++++ RECORDS TO PROCESS ++++

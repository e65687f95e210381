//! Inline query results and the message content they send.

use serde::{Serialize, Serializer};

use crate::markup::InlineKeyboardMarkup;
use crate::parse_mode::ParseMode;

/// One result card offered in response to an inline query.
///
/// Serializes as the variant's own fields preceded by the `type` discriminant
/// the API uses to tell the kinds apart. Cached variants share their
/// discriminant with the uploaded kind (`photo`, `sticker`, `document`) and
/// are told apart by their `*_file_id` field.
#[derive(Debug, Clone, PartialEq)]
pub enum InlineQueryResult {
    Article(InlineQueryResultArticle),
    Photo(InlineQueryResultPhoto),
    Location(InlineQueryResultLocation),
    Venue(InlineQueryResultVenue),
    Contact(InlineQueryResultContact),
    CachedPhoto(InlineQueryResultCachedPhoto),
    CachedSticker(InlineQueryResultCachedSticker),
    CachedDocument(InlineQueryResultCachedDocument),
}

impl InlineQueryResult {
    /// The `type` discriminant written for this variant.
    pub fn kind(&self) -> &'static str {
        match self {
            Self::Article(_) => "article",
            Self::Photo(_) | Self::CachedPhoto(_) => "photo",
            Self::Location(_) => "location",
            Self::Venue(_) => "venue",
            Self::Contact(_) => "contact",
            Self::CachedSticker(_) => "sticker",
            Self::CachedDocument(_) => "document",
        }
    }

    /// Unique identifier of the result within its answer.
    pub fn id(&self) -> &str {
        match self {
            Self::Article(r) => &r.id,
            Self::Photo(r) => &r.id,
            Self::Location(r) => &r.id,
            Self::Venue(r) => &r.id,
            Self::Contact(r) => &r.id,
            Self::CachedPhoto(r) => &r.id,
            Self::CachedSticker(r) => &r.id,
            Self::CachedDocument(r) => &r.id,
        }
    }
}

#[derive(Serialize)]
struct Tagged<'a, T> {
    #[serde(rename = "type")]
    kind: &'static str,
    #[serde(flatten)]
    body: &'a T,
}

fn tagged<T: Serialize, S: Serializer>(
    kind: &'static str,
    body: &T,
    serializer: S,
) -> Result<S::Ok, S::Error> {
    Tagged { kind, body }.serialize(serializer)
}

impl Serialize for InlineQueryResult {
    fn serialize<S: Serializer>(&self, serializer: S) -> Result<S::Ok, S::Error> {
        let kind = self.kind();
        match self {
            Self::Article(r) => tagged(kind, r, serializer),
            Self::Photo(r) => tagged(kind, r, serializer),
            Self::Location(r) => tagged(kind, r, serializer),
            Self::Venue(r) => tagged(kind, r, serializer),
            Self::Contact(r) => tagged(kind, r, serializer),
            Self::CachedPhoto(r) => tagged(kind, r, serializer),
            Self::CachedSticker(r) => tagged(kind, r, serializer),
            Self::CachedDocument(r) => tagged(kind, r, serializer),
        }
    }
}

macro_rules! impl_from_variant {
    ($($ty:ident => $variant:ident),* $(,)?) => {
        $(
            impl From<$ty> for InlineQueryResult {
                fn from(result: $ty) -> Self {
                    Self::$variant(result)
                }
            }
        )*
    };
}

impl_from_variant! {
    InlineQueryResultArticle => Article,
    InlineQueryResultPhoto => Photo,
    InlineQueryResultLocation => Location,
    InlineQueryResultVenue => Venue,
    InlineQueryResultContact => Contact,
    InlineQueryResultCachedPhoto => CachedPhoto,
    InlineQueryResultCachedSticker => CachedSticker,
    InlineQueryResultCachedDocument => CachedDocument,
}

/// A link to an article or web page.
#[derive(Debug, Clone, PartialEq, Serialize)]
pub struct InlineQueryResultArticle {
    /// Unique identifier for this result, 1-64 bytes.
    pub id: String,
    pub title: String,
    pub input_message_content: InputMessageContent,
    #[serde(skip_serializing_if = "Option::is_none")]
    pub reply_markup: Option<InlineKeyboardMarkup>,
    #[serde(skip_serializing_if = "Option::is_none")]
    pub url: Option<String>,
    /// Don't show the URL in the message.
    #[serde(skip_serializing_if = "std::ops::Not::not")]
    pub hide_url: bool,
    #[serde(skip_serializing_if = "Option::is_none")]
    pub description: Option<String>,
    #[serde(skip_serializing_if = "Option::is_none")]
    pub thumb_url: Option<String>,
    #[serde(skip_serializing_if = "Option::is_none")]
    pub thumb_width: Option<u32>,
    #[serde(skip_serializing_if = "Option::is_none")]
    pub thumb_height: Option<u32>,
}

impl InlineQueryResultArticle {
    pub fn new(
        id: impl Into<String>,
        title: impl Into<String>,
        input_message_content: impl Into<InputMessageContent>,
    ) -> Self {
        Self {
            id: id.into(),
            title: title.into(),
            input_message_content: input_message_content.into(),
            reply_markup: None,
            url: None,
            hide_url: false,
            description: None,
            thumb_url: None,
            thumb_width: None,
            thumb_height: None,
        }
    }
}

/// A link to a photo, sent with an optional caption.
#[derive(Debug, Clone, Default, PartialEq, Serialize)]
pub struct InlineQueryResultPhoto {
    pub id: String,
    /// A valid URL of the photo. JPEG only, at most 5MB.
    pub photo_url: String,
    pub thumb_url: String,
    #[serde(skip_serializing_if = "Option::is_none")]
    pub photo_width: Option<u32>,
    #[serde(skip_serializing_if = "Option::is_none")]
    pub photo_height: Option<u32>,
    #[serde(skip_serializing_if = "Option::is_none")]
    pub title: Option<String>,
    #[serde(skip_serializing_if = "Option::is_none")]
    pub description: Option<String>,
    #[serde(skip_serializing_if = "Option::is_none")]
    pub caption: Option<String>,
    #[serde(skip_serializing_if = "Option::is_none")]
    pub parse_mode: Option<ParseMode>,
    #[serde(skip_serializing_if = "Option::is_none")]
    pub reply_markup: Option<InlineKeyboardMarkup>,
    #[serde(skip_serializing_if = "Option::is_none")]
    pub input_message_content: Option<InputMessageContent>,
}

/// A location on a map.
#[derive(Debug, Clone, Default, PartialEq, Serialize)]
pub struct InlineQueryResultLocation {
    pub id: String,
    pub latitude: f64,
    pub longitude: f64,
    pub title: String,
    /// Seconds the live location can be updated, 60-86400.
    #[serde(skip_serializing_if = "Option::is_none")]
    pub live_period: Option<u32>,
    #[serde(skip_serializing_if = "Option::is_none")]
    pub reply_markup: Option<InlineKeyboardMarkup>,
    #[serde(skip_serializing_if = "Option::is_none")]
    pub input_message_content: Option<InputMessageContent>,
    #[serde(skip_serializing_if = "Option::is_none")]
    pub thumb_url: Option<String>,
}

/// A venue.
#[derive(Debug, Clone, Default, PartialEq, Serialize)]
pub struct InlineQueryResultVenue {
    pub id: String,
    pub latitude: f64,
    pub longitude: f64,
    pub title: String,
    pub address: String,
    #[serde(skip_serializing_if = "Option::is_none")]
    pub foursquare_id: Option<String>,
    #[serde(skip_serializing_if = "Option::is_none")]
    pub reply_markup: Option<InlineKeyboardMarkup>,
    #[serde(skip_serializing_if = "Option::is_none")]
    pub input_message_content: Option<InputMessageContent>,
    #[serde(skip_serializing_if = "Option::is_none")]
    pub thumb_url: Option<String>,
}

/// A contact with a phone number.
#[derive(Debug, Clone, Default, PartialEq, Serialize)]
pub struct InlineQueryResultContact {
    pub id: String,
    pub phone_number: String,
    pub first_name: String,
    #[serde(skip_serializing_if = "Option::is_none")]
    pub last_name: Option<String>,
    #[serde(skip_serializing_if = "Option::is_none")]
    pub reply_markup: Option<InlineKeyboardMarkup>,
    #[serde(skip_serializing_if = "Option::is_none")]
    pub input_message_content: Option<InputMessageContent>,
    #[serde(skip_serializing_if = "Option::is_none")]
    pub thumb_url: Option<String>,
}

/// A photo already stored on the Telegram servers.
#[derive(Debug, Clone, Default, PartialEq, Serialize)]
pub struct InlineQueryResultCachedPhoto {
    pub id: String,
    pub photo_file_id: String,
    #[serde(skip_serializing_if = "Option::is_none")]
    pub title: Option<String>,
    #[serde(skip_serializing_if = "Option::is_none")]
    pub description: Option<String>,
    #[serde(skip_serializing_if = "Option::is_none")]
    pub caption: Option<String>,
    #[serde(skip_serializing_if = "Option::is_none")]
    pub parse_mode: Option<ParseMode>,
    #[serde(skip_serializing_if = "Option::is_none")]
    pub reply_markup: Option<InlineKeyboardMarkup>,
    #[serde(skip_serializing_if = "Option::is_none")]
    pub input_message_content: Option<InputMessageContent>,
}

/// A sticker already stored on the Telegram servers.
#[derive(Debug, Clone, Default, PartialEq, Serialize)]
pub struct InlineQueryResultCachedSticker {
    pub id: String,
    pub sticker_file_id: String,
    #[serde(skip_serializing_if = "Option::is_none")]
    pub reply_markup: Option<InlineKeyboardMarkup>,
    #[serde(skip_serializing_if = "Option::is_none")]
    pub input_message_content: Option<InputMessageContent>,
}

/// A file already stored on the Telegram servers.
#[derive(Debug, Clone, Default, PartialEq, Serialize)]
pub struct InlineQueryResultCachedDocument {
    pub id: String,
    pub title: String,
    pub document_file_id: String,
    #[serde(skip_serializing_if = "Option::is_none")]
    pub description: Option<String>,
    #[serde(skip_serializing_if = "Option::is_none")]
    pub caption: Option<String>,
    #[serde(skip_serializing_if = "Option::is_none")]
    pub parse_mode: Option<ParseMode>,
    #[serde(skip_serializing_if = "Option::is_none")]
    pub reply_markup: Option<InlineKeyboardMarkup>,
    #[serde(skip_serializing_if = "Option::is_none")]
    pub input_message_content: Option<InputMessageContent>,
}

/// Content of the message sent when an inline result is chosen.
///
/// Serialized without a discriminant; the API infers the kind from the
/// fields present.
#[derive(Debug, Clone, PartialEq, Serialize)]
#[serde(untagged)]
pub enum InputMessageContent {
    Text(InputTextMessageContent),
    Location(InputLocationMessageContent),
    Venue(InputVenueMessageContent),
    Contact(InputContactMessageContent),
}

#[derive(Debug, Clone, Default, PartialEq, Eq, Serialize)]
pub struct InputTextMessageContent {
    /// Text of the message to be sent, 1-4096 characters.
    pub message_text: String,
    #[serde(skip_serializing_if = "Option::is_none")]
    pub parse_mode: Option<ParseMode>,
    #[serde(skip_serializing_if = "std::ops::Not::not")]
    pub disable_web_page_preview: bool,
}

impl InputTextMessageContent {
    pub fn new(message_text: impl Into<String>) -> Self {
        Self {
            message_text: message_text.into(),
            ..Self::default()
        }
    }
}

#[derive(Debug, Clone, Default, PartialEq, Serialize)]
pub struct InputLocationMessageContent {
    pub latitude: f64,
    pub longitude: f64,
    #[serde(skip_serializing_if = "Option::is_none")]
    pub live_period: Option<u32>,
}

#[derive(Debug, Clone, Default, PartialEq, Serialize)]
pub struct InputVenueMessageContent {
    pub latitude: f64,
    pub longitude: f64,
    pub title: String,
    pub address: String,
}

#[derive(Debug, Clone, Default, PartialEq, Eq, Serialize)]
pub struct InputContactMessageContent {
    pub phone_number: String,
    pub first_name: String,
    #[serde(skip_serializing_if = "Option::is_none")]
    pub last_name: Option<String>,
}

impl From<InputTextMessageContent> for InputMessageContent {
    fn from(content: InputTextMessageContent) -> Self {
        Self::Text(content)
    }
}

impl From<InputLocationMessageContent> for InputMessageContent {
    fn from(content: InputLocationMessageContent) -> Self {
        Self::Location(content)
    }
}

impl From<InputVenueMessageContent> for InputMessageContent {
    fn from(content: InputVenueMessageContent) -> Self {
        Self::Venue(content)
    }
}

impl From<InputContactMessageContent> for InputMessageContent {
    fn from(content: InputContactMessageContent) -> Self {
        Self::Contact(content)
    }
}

++++

#### [TRY IT]
Reproduce only the lines between the line containing "impl From<InputTextMessageContent> for" and the last line of the records, those two lines included, exactly.

#### [YOUR SOLUTION]
impl From<InputTextMessageContent> for InputMessageContent {
    fn from(content: InputTextMessageContent) -> Self {
        Self::Text(content)
    }
}

impl From<InputLocationMessageContent> for InputMessageContent {
    fn from(content: InputLocationMessageContent) -> Self {
        Self::Location(content)
    }
}

impl From<InputVenueMessageContent> for InputMessageContent {
    fn from(content: InputVenueMessageContent) -> Self {
        Self::Venue(content)
    }
}

impl From<InputContactMessageContent> for InputMessageContent {
    fn from(content: InputContactMessageContent) -> Self {
        Self::Contact(content)
    }
}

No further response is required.